EXERCISE REQUIREMENTS:
Your answer must be every record below, written out exactly as it appears.

DATA EXTRACT:
use clap::Parser;
use scenario_runner::cli::{Cli, Command};
use scenario_runner::config::RunnerConfig;
use scenario_runner::logging::{self, LoggingOptions};

#[tokio::main]
async fn main() -> anyhow::Result<()> {
    let cli = Cli::parse();
    let _log_guard = logging::init(&LoggingOptions {
        json: cli.log_format_json,
        log_file: cli.log_file.clone(),
    });

    let config = RunnerConfig::load()?;

    let ok = match cli.command {
        Command::Run(args) => scenario_runner::run(args, config).await?,
        Command::ClearLearning => {
            let store = learning_store::LearningStore::open(config.learning_store_path)?;
            store.clear_all()?;
            true
        }
    };

    std::process::exit(if ok { 0 } else { 1 });
}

FINISHED EXERCISE:
use clap::Parser;
use scenario_runner::cli::{Cli, Command};
use scenario_runner::config::RunnerConfig;
use scenario_runner::logging::{self, LoggingOptions};

#[tokio::main]
async fn main() -> anyhow::Result<()> {
    let cli = Cli::parse();
    let _log_guard = logging::init(&LoggingOptions {
        json: cli.log_format_json,
        log_file: cli.log_file.clone(),
    });

    let config = RunnerConfig::load()?;

    let ok = match cli.command {
        Command::Run(args) => scenario_runner::run(args, config).await?,
        Command::ClearLearning => {
            let store = learning_store::LearningStore::open(config.learning_store_path)?;
            store.clear_all()?;
            true
        }
    };

    std::process::exit(if ok { 0 } else { 1 });
}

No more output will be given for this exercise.